Moreover, the frequent use of these chords—especially those of the tonic, dominant, and subdominant which came so often to form the cadences— helped to establish their relations to one another in a key.
When once the existence of the key was recognized, all the wonderful effects achieved by changing from one key to another, as well as contrasting passages in different keys, could be gradually discovered.
Listen to ‘Messaggera’ from L’Orfeo (4 min)
Scroll the player to a spot between 29:00 and 30:00. You will see and hear a happy tune sung by Orpheus as the chorus dances around him. When the male shepherd starts to sing at 31:05, you’ll notice a shift in the tone of the music; this is a key shift. Then, when the female messenger starts to sing at 31:45, you’ll hear another key shift. You can listen for a little past this point. (Turn on English captions by clicking CC in the player.)
Monteverdi Explains His Approach
“I consider that the principal passions or emotions of the soul are three: namely, anger, serenity, and humility or supplication. The best philosophers affirm this. The very nature of our voice indicates this by having high, low, and middle ranges. The art of music reaffirms this in these three terms, ‘agitated,’ ‘soft,’ and ‘moderate.’
“In the works of the composers of the past I have found examples of the ‘soft’ and ‘moderate’ types, but never of the “agitated” style described by Plato in the third book of Rhetoric in these words, ‘take that harmony that would fittingly imitate the brave man going to war.’ Aware that contrasts move our soul, and that such is the purpose of all good music as Boethius asserts by saying ‘music is a part of us, and either ennobles or corrupts our behavior”—for this reason I have applied myself diligently to the rediscovery of this style…

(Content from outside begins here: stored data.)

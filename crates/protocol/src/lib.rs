//! Wire types for the DX dataset directory API.
//!
//! Everything here is plain serde data. The HTTP client lives in
//! `dxsync-platform`; the sync flow in `dxsync-sync` only sees these types.

pub mod messages;
pub mod types;

// Re-export primary types for convenience.
pub use messages::{CreateDatasetRequest, ListResponse, UploadUrlRequest};
pub use types::{
    DatasetInfo, DatasetSchema, Identity, Installation, PropertyType, SchemaProperty, UploadMode,
    UploadTarget, UploadType,
};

“I put my ideas into practice when I wrote the Lament of Arianna. I found no book that could instruct me in the method of imitating the emotions; still less, one that could make it clear to me that I should be an imitator of nature.
“Plato was the exception, one of whose ideas was, however, so obscure that, with my weak sight and at such great distance, I could hardly apprehend the little he could teach me.
“I must say that it cost me great effort to complete the laborious work needed to achieve the little I have accomplished in the imitation of nature. For this reason, I hope I shall not cause displeasure. If I should succeed in bringing this work to a conclusion, as I so dearly wish, I should count myself happy to be praised less for modern compositions than for those in the traditional style.”